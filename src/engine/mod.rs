//! Data-reduction and sampling engine.
//!
//! Everything in this module is a synchronous, pure function over in-memory
//! point arrays: no I/O, no shared mutable state, inputs never mutated. The
//! UI layer may call these many times in quick succession (brush drags,
//! reference switches); each call fully replaces the previous result.
//!
//! # Components
//!
//! - [`reduce_points`] - windowed aggregation to a display point budget
//! - [`cap_outliers`] - IQR-based ceiling on extreme bins
//! - [`simplify_rdp`] - perpendicular-distance polyline reduction
//! - [`estimate_reference_density`] / [`estimate_genome_density`] - the
//!   composed density pipelines
//! - [`sample_regions`] - bounded region selection for statistics sampling

mod cap;
mod density;
mod reduce;
mod sample;
mod simplify;

pub use cap::cap_outliers;
pub use density::{estimate_genome_density, estimate_reference_density};
pub use reduce::reduce_points;
pub use sample::{EMPTY_RESTRICTION_NAME, sample_regions};
pub use simplify::simplify_rdp;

Action item
Looking at the records above, please output exactly the lines that run from the one holding "mod sample;" to the final line, and only those.

Task response
mod sample;
mod simplify;

pub use cap::cap_outliers;
pub use density::{estimate_genome_density, estimate_reference_density};
pub use reduce::reduce_points;
pub use sample::{EMPTY_RESTRICTION_NAME, sample_regions};
pub use simplify::simplify_rdp;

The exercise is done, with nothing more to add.